Thursday, February 4, 2010

Blogging is so last year!

Thanks to Jayne for directing me to Despair.com

I offered to drive her to the bus terminal on my way home and she accepted the offer gratefully. Young and pretty, she held her PDA in one hand, plugged the end of an earphone in the unit and the other in her ear. I watched out of the corner of my eye as she moved her thumbs with amazing speed and sent text messages to an invisible recipient while listening to her music. A few seconds later the PDA vibrated, a response was acknowledged, and her thumbs went into action again. Five minutes of silence passed and more as we waited at a red light near her destination. I am comfortable with companionable silence and did not interrupt her social networking agenda. I am older than her mother, but right now am also a person who can pass or fail her on the final placement of her course. She is fashionable and bright but interacting with real people in new situations makes her visibly nervous and anxious. She has difficulty engaging in small talk.

I watch teenagers in church as they text their friends during the sermon. Others text while driving, putting their lives and the lives of others at risk.

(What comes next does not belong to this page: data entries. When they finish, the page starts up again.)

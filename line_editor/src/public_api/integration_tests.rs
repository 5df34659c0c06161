// Copyright (c) 2024-2025 R3BL LLC. Licensed under Apache License, Version 2.0.

//! End to end: key events in, escape sequences and JSON lines out.

use crate::{ChannelTransport, ClipboardOutcome, ClipboardOutcomeReceiver, DisplayMock,
            DisplaySurface,
            EditorAction, EditorConfig, EditorKey, InboundMessage, InboundReceiver,
            KeyInput, LineEditor, LoopExit, MockSocket, ReadyState,
            clipboard_test_fixtures::TestClipboard, gen_input_stream,
            gen_input_stream_with_delay, get_mock_socket_halves, key_event,
            new_safe_clipboard, run_event_loop, typed};
use crossterm::event::{Event, KeyCode, KeyModifiers};
use pretty_assertions::assert_eq;
use std::{ops::ControlFlow, time::Duration};
use tokio::io::{AsyncBufReadExt, AsyncWriteExt, BufReader, DuplexStream, Lines,
                ReadHalf, WriteHalf};

const PROMPT: &str = "[]> ";

struct Harness {
    editor: LineEditor,
    display: DisplayMock,
    clipboard_receiver: ClipboardOutcomeReceiver,
    inbound_receiver: InboundReceiver,
    server_lines: Lines<BufReader<ReadHalf<DuplexStream>>>,
    server_write: WriteHalf<DuplexStream>,
}

fn connected_harness(clipboard: TestClipboard) -> Harness {
    let MockSocket {
        client_read,
        client_write,
        server_read,
        server_write,
    } = get_mock_socket_halves();
    let (transport, inbound_receiver) = ChannelTransport::spawn(client_read, client_write);

    let display = DisplayMock::new();
    let (editor, clipboard_receiver) = LineEditor::new(
        EditorConfig::default(),
        Box::new(display.clone()),
        Box::new(transport),
        new_safe_clipboard(clipboard),
    );

    Harness {
        editor,
        display,
        clipboard_receiver,
        inbound_receiver,
        server_lines: BufReader::new(server_read).lines(),
        server_write,
    }
}

fn type_text(editor: &mut LineEditor, text: &str) {
    for ch in text.chars() {
        let _ = editor.handle_key(KeyInput::plain(EditorKey::Char(ch)));
    }
}

fn press(editor: &mut LineEditor, input: KeyInput) -> ControlFlow<()> { editor.handle_key(input) }

#[tokio::test]
async fn commit_sends_json_line_and_records_history() {
    let mut harness = connected_harness(TestClipboard::default());
    harness.editor.render_prompt();

    type_text(&mut harness.editor, "solve x");
    let _ = press(&mut harness.editor, KeyInput::plain(EditorKey::Enter));

    assert_eq!(
        harness.server_lines.next_line().await.unwrap().as_deref(),
        Some(r#"{"type":"user","text":"solve x"}"#)
    );
    assert!(harness.editor.state().line.is_buffer_empty());
    assert_eq!(harness.editor.state().history.entries(), ["solve x"]);
    assert_eq!(
        harness.display.output(),
        format!("{PROMPT}solve x\r\n{PROMPT}")
    );
}

#[tokio::test]
async fn closed_transport_still_clears_and_records() {
    let (transport, _inbound_receiver) = ChannelTransport::disconnected();
    let display = DisplayMock::new();
    let (mut editor, _clipboard_receiver) = LineEditor::new(
        EditorConfig::default(),
        Box::new(display.clone()),
        Box::new(transport),
        new_safe_clipboard(TestClipboard::default()),
    );
    assert_eq!(editor.ready_state(), ReadyState::Closed);

    type_text(&mut editor, "lost");
    let _ = press(&mut editor, KeyInput::plain(EditorKey::Enter));

    assert!(editor.state().line.is_buffer_empty());
    assert_eq!(editor.state().history.entries(), ["lost"]);
    assert_eq!(display.output(), format!("lost\r\n{PROMPT}"));
}

#[tokio::test]
async fn whitespace_commit_is_sent_but_not_recorded() {
    let mut harness = connected_harness(TestClipboard::default());

    type_text(&mut harness.editor, "  ");
    let _ = press(&mut harness.editor, KeyInput::plain(EditorKey::Enter));

    assert_eq!(
        harness.server_lines.next_line().await.unwrap().as_deref(),
        Some(r#"{"type":"user","text":"  "}"#)
    );
    assert!(harness.editor.state().history.is_empty());
}

#[tokio::test]
async fn history_walk_repaints_whole_line() {
    let mut harness = connected_harness(TestClipboard::default());
    type_text(&mut harness.editor, "hello");
    let _ = press(&mut harness.editor, KeyInput::plain(EditorKey::Enter));
    type_text(&mut harness.editor, "world");
    let _ = press(&mut harness.editor, KeyInput::plain(EditorKey::Enter));
    harness.display.clear_output();

    let _ = press(&mut harness.editor, KeyInput::plain(EditorKey::Up));
    let _ = press(&mut harness.editor, KeyInput::plain(EditorKey::Up));
    assert_eq!(harness.editor.state().line.buffer(), "hello");

    let _ = press(&mut harness.editor, KeyInput::plain(EditorKey::Down));
    assert_eq!(harness.editor.state().line.buffer(), "world");

    let _ = press(&mut harness.editor, KeyInput::plain(EditorKey::Down));
    assert_eq!(harness.editor.state().line.buffer(), "");

    assert_eq!(
        harness.display.output(),
        format!(
            "\r\x1b[2K{PROMPT}world\r\x1b[2K{PROMPT}hello\r\x1b[2K{PROMPT}world\r\x1b[2K{PROMPT}"
        )
    );
}

#[tokio::test]
async fn word_motion_and_backspace_bytes() {
    let mut harness = connected_harness(TestClipboard::default());
    type_text(&mut harness.editor, "foo bar");
    harness.display.clear_output();

    let _ = press(&mut harness.editor, KeyInput::alt(EditorKey::Left));
    assert_eq!(harness.editor.state().line.cursor(), PROMPT.len() + 4);
    assert_eq!(harness.display.output(), "\x1b[3D");

    harness.display.clear_output();
    let _ = press(&mut harness.editor, KeyInput::plain(EditorKey::Backspace));
    assert_eq!(harness.editor.state().line.buffer(), "foobar");
    assert_eq!(harness.display.output(), format!("\r\x1b[2K{PROMPT}foobar\x1b[3D"));

    harness.display.clear_output();
    let _ = press(&mut harness.editor, KeyInput::ctrl(EditorKey::Char('w')));
    assert_eq!(harness.editor.state().line.buffer(), "bar");
    assert_eq!(harness.display.output(), format!("\r\x1b[2K{PROMPT}bar\x1b[3D"));
}

#[tokio::test]
async fn inbound_text_is_printed_above_the_input_line() {
    let mut harness = connected_harness(TestClipboard::default());
    type_text(&mut harness.editor, "draft");
    harness.display.clear_output();

    harness
        .server_write
        .write_all(b"{\"text\":\"line 1\\nline 2\"}\n")
        .await
        .unwrap();
    let message = harness.inbound_receiver.recv().await.unwrap();
    harness.editor.handle_inbound(message);

    assert_eq!(
        harness.display.output(),
        format!("\r\x1b[2Kline 1\r\nline 2\r\n\r\x1b[2K{PROMPT}draft")
    );
    assert_eq!(harness.editor.state().line.buffer(), "draft");
}

#[tokio::test]
async fn copy_selection_goes_to_clipboard() {
    let mut harness = connected_harness(TestClipboard::default());
    type_text(&mut harness.editor, "abc");

    let cmd_shift_left = KeyInput::new(EditorKey::Left, KeyModifiers::SUPER | KeyModifiers::SHIFT);
    let _ = press(&mut harness.editor, cmd_shift_left);
    assert_eq!(harness.display.get_selection().as_deref(), Some("[]> abc"));

    let _ = press(&mut harness.editor, KeyInput::ctrl(EditorKey::Char('c')));
    assert_eq!(
        harness.clipboard_receiver.recv().await,
        Some(ClipboardOutcome::Copied)
    );

    // Copy does not edit.
    assert_eq!(harness.editor.state().line.buffer(), "abc");
}

#[tokio::test]
async fn paste_inserts_at_cursor_when_it_resolves() {
    let mut harness = connected_harness(TestClipboard {
        content: "XY".into(),
        ..Default::default()
    });
    type_text(&mut harness.editor, "ab");

    let _ = press(&mut harness.editor, KeyInput::ctrl(EditorKey::Char('v')));
    let _ = press(&mut harness.editor, KeyInput::plain(EditorKey::Left));

    let outcome = harness.clipboard_receiver.recv().await.unwrap();
    harness.editor.handle_clipboard_outcome(outcome);

    assert_eq!(harness.editor.state().line.buffer(), "aXYb");
}

#[tokio::test]
async fn failed_paste_leaves_buffer_alone() {
    let mut harness = connected_harness(TestClipboard {
        fail_with: Some("denied".into()),
        ..Default::default()
    });
    type_text(&mut harness.editor, "ab");

    let _ = press(&mut harness.editor, KeyInput::ctrl(EditorKey::Char('v')));
    let outcome = harness.clipboard_receiver.recv().await.unwrap();
    assert!(matches!(outcome, ClipboardOutcome::Failed { .. }));
    harness.editor.handle_clipboard_outcome(outcome);

    assert_eq!(harness.editor.state().line.buffer(), "ab");
}

#[tokio::test]
async fn failed_write_heals_with_full_rewrite() {
    let mut harness = connected_harness(TestClipboard::default());
    type_text(&mut harness.editor, "ab");
    harness.display.clear_output();

    harness.display.fail_next_writes(1);
    type_text(&mut harness.editor, "c");
    assert!(harness.editor.is_display_dirty());
    assert_eq!(harness.display.output(), "");

    type_text(&mut harness.editor, "d");
    assert!(!harness.editor.is_display_dirty());
    assert_eq!(harness.display.output(), format!("\r\x1b[2K{PROMPT}abcd"));
}

#[tokio::test]
async fn select_all_survives_the_heal_rewrite() {
    let mut harness = connected_harness(TestClipboard::default());
    type_text(&mut harness.editor, "ab");

    harness.display.fail_next_writes(1);
    type_text(&mut harness.editor, "c");
    assert!(harness.editor.is_display_dirty());

    let cmd_shift_left = KeyInput::new(EditorKey::Left, KeyModifiers::SUPER | KeyModifiers::SHIFT);
    let _ = press(&mut harness.editor, cmd_shift_left);
    assert!(!harness.editor.is_display_dirty());
    assert_eq!(harness.display.get_selection().as_deref(), Some("[]> abc"));

    let _ = press(&mut harness.editor, KeyInput::ctrl(EditorKey::Char('c')));
    assert_eq!(
        harness.clipboard_receiver.recv().await,
        Some(ClipboardOutcome::Copied)
    );
}

#[tokio::test]
async fn ctrl_d_on_empty_line_breaks() {
    let mut harness = connected_harness(TestClipboard::default());
    type_text(&mut harness.editor, "x");
    assert_eq!(
        press(&mut harness.editor, KeyInput::ctrl(EditorKey::Char('d'))),
        ControlFlow::Continue(())
    );

    let _ = harness.editor.apply_action(EditorAction::DeleteBackward);
    assert_eq!(
        press(&mut harness.editor, KeyInput::ctrl(EditorKey::Char('d'))),
        ControlFlow::Break(())
    );
}

#[tokio::test]
async fn event_loop_runs_until_input_ends() {
    let Harness {
        mut editor,
        display,
        clipboard_receiver,
        inbound_receiver,
        mut server_lines,
        server_write: _server_write,
    } = connected_harness(TestClipboard::default());

    let mut events = typed("hi");
    events.push(key_event(KeyCode::Enter, KeyModifiers::NONE));
    events.push(Ok(Event::Resize(100, 40)));
    events.push(Ok(Event::Paste("pasted".into())));

    let exit = run_event_loop(
        &mut editor,
        gen_input_stream(events),
        clipboard_receiver,
        inbound_receiver,
    )
    .await
    .unwrap();

    assert_eq!(exit, LoopExit::InputClosed);
    assert_eq!(
        server_lines.next_line().await.unwrap().as_deref(),
        Some(r#"{"type":"user","text":"hi"}"#)
    );
    assert_eq!(editor.state().line.buffer(), "pasted");
    assert_eq!(*display.fit_calls.lock().unwrap(), vec![(100, 40)]);
}

#[tokio::test]
async fn event_loop_delivers_inbound_and_stops_on_ctrl_d() {
    let Harness {
        mut editor,
        display,
        clipboard_receiver,
        inbound_receiver,
        server_lines: _server_lines,
        mut server_write,
    } = connected_harness(TestClipboard::default());

    server_write
        .write_all(b"{\"text\":\"welcome\"}\n")
        .await
        .unwrap();

    let events = vec![
        key_event(KeyCode::Char('d'), KeyModifiers::CONTROL),
        key_event(KeyCode::Char('z'), KeyModifiers::NONE),
    ];

    let exit = run_event_loop(
        &mut editor,
        gen_input_stream_with_delay(events, Duration::from_millis(50)),
        clipboard_receiver,
        inbound_receiver,
    )
    .await
    .unwrap();

    assert_eq!(exit, LoopExit::EndOfInput);
    assert!(display.output_strip_ansi().contains("welcome"));
    assert!(editor.state().line.is_buffer_empty());
}

#[tokio::test]
async fn event_loop_survives_peer_hang_up() {
    let Harness {
        mut editor,
        display: _display,
        clipboard_receiver,
        inbound_receiver,
        server_lines,
        server_write,
    } = connected_harness(TestClipboard::default());
    drop(server_lines);
    drop(server_write);

    let mut events = typed("still here");
    events.push(key_event(KeyCode::Enter, KeyModifiers::NONE));

    let exit = run_event_loop(
        &mut editor,
        gen_input_stream_with_delay(events, Duration::from_millis(5)),
        clipboard_receiver,
        inbound_receiver,
    )
    .await
    .unwrap();

    assert_eq!(exit, LoopExit::InputClosed);
    assert_eq!(editor.ready_state(), ReadyState::Closed);
    assert_eq!(editor.state().history.entries(), ["still here"]);
}

#[test]
fn inbound_message_shape() {
    let message = InboundMessage {
        text: "ok".into(),
    };
    assert_eq!(message.text, "ok");
}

I dropped her off and she thanked me politely for the ride. The news came on the car radio and the announcer said,

"Blogging is so last year... A study has found that young people are losing interest in long-form blogging, as their communication habits have become increasingly brief and mobile." (source)

Writing and commenting on blogs is taking a back seat to other forms of social networking with people under 30 years old. I have a Facebook account and interact with family and friends daily on this platform. But I have avoided Twitter and texting, accessing the internet from my computer only. I still read real books but all types of print media are struggling to make a profit these days. I doubt this young student opens a book outside of school. Another news report this week said,

"Little or no grammar teaching, cellphone texting, social networking sites like Facebook and Twitter, all are being blamed for an increasingly unacceptable number of post-secondary students who can't write properly. (source)

I got a "fashionable" Razr cell phone three years ago which is now a relic in the fast changing world of electronic devices. (It is a really lousy phone too!) My cellular provider has sent me letters advising of the opportunity for a "free" iPhone or Blackberry with my next contract. Do I want to enter this portable internet world, a world requiring good eyesight, fast thumbs and multi-tasking prowess? Will I have to own one eventually? Technology prophets predict that PDAs will be used instead of credit cards before long.

For the time being I will continue to read books, write blog posts, use Facebook moderately, and buy a basic cell phone. I will be sure to engage in face to face conversations with people each and every day, but the world is not following my example.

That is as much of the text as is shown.